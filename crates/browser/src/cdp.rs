//! Minimal Chrome DevTools Protocol client over WebSocket.
//!
//! One reader task dispatches command responses to their waiters and events
//! to subscribers; one writer task owns the sink.

use serde_json::{json, Value};
use std::collections::HashMap;
use std::sync::atomic::{AtomicU64, Ordering};
use std::sync::Arc;
use std::time::Duration;
use tokio::sync::{mpsc, oneshot, Mutex};
use tracing::{debug, error, warn};

const COMMAND_TIMEOUT: Duration = Duration::from_secs(30);

type Pending = Arc<Mutex<HashMap<u64, oneshot::Sender<Value>>>>;
type Listeners = Arc<Mutex<HashMap<String, Vec<mpsc::Sender<Value>>>>>;

pub struct CdpClient {
    ws_tx: mpsc::Sender<String>,
    pending: Pending,
    next_id: AtomicU64,
    event_listeners: Listeners,
    reader_handle: tokio::task::JoinHandle<()>,
    writer_handle: tokio::task::JoinHandle<()>,
}

impl CdpClient {
    /// Connect to a page target's debugger WebSocket.
    pub async fn connect(ws_url: &str) -> Result<Self, String> {
        use futures::{SinkExt, StreamExt};
        use tokio_tungstenite::connect_async;
        use tokio_tungstenite::tungstenite::Message;

        let (ws_stream, _) = connect_async(ws_url)
            .await
            .map_err(|e| format!("Failed to connect to CDP endpoint {}: {}", ws_url, e))?;

        let (mut ws_sink, mut ws_read) = ws_stream.split();
        let (ws_tx, mut ws_rx) = mpsc::channel::<String>(256);

        let pending: Pending = Arc::new(Mutex::new(HashMap::new()));
        let pending_reader = pending.clone();
        let event_listeners: Listeners = Arc::new(Mutex::new(HashMap::new()));
        let events_reader = event_listeners.clone();

        let writer_handle = tokio::spawn(async move {
            while let Some(msg) = ws_rx.recv().await {
                if let Err(e) = ws_sink.send(Message::Text(msg)).await {
                    error!("CDP WebSocket write error: {}", e);
                    break;
                }
            }
        });

        let reader_handle = tokio::spawn(async move {
            while let Some(msg) = ws_read.next().await {
                match msg {
                    Ok(Message::Text(text)) => {
                        let Ok(val) = serde_json::from_str::<Value>(&text) else {
                            continue;
                        };
                        if let Some(id) = val.get("id").and_then(|v| v.as_u64()) {
                            if let Some(tx) = pending_reader.lock().await.remove(&id) {
                                let _ = tx.send(val);
                            }
                        } else if let Some(method) = val.get("method").and_then(|v| v.as_str()) {
                            let listeners = events_reader.lock().await;
                            if let Some(senders) = listeners.get(method) {
                                let params = val.get("params").cloned().unwrap_or(Value::Null);
                                for tx in senders {
                                    let _ = tx.try_send(params.clone());
                                }
                            }
                        }
                    }
                    Ok(Message::Close(_)) => {
                        debug!("CDP WebSocket closed by browser");
                        break;
                    }
                    Err(e) => {
                        warn!("CDP WebSocket read error: {}", e);
                        break;
                    }
                    _ => {}
                }
            }
        });

        Ok(Self {
            ws_tx,
            pending,
            next_id: AtomicU64::new(1),
            event_listeners,
            reader_handle,
            writer_handle,
        })
    }

    /// Send a command and wait for its result.
    pub async fn send_command(&self, method: &str, params: Value) -> Result<Value, String> {
        let id = self.next_id.fetch_add(1, Ordering::SeqCst);
        let msg = json!({
            "id": id,
            "method": method,
            "params": params,
        });

        let (tx, rx) = oneshot::channel();
        self.pending.lock().await.insert(id, tx);

        self.ws_tx
            .send(msg.to_string())
            .await
            .map_err(|e| format!("Failed to send CDP command: {}", e))?;

        match tokio::time::timeout(COMMAND_TIMEOUT, rx).await {
            Ok(Ok(response)) => {
                if let Some(error) = response.get("error") {
                    Err(format!("CDP error: {}", error))
                } else {
                    Ok(response.get("result").cloned().unwrap_or(Value::Null))
                }
            }
            Ok(Err(_)) => Err("CDP response channel closed".to_string()),
            Err(_) => {
                self.pending.lock().await.remove(&id);
                Err(format!(
                    "CDP command '{}' timed out after {}s",
                    method,
                    COMMAND_TIMEOUT.as_secs()
                ))
            }
        }
    }

    pub async fn subscribe_event(&self, method: &str) -> mpsc::Receiver<Value> {
        let (tx, rx) = mpsc::channel(64);
        add_listener(&mut *self.event_listeners.lock().await, method, tx);
        rx
    }

    pub async fn enable_domain(&self, domain: &str) -> Result<(), String> {
        self.send_command(&format!("{}.enable", domain), json!({}))
            .await?;
        Ok(())
    }

    pub async fn navigate(&self, url: &str) -> Result<Value, String> {
        let result = self.send_command("Page.navigate", json!({"url": url})).await?;
        if let Some(err) = result.get("errorText").and_then(|v| v.as_str()) {
            return Err(format!("navigation to {} failed: {}", url, err));
        }
        Ok(result)
    }

    /// Evaluate an expression and return its JSON value.
    ///
    /// Script exceptions are reported as errors rather than as values.
    pub async fn evaluate(&self, expression: &str) -> Result<Value, String> {
        let result = self
            .send_command(
                "Runtime.evaluate",
                json!({
                    "expression": expression,
                    "returnByValue": true,
                    "awaitPromise": true,
                }),
            )
            .await?;
        if let Some(details) = result.get("exceptionDetails") {
            let text = details
                .get("exception")
                .and_then(|e| e.get("description"))
                .and_then(|d| d.as_str())
                .or_else(|| details.get("text").and_then(|t| t.as_str()))
                .unwrap_or("script exception");
            return Err(format!("JS: {}", text));
        }
        Ok(result
            .get("result")
            .and_then(|r| r.get("value"))
            .cloned()
            .unwrap_or(Value::Null))
    }

    /// Insert text into the focused element.
    pub async fn insert_text(&self, text: &str) -> Result<(), String> {
        self.send_command("Input.insertText", json!({"text": text}))
            .await?;
        Ok(())
    }

    /// Press and release Enter on the focused element.
    pub async fn press_enter(&self) -> Result<(), String> {
        for event_type in ["keyDown", "keyUp"] {
            let mut params = json!({
                "type": event_type,
                "key": "Enter",
                "code": "Enter",
                "windowsVirtualKeyCode": 13,
            });
            if event_type == "keyDown" {
                params["text"] = json!("\r");
            }
            self.send_command("Input.dispatchKeyEvent", params).await?;
        }
        Ok(())
    }

    /// Returns (current index, entry ids) of the session history.
    pub async fn navigation_history(&self) -> Result<(usize, Vec<i64>), String> {
        let result = self
            .send_command("Page.getNavigationHistory", json!({}))
            .await?;
        let current = result
            .get("currentIndex")
            .and_then(|v| v.as_u64())
            .ok_or_else(|| "navigation history has no currentIndex".to_string())?;
        let ids = result
            .get("entries")
            .and_then(|v| v.as_array())
            .map(|arr| {
                arr.iter()
                    .filter_map(|e| e.get("id").and_then(|v| v.as_i64()))
                    .collect()
            })
            .unwrap_or_default();
        Ok((current as usize, ids))
    }

    pub async fn navigate_to_history_entry(&self, entry_id: i64) -> Result<(), String> {
        self.send_command(
            "Page.navigateToHistoryEntry",
            json!({"entryId": entry_id}),
        )
        .await?;
        Ok(())
    }

    pub async fn close_browser(&self) -> Result<(), String> {
        self.send_command("Browser.close", json!({})).await?;
        Ok(())
    }
}

impl Drop for CdpClient {
    fn drop(&mut self) {
        self.reader_handle.abort();
        self.writer_handle.abort();
    }
}

/// Register `tx` for `method`, dropping senders whose receivers are gone.
fn add_listener(
    listeners: &mut HashMap<String, Vec<mpsc::Sender<Value>>>,
    method: &str,
    tx: mpsc::Sender<Value>,
) {
    let senders = listeners.entry(method.to_string()).or_default();
    senders.retain(|s| !s.is_closed());
    senders.push(tx);
}

#[cfg(test)]
mod tests {
    use super::*;

    #[test]
    fn test_add_listener_prunes_dropped_receivers() {
        let mut listeners = HashMap::new();
        for _ in 0..5 {
            let (tx, rx) = mpsc::channel(1);
            add_listener(&mut listeners, "Page.loadEventFired", tx);
            drop(rx);
        }
        let (tx, _rx) = mpsc::channel(1);
        add_listener(&mut listeners, "Page.loadEventFired", tx);

        let senders = &listeners["Page.loadEventFired"];
        assert_eq!(senders.len(), 1);
        assert!(!senders[0].is_closed());
    }

    #[test]
    fn test_add_listener_keeps_live_receivers() {
        let mut listeners = HashMap::new();
        let (tx_a, _rx_a) = mpsc::channel(1);
        let (tx_b, _rx_b) = mpsc::channel(1);
        add_listener(&mut listeners, "Page.loadEventFired", tx_a);
        add_listener(&mut listeners, "Page.loadEventFired", tx_b);
        assert_eq!(listeners["Page.loadEventFired"].len(), 2);
    }
}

### What to do
Some lines above contain the word "oneshot". Copy each of them.

### Answer section
use tokio::sync::{mpsc, oneshot, Mutex};
type Pending = Arc<Mutex<HashMap<u64, oneshot::Sender<Value>>>>;
        let (tx, rx) = oneshot::channel();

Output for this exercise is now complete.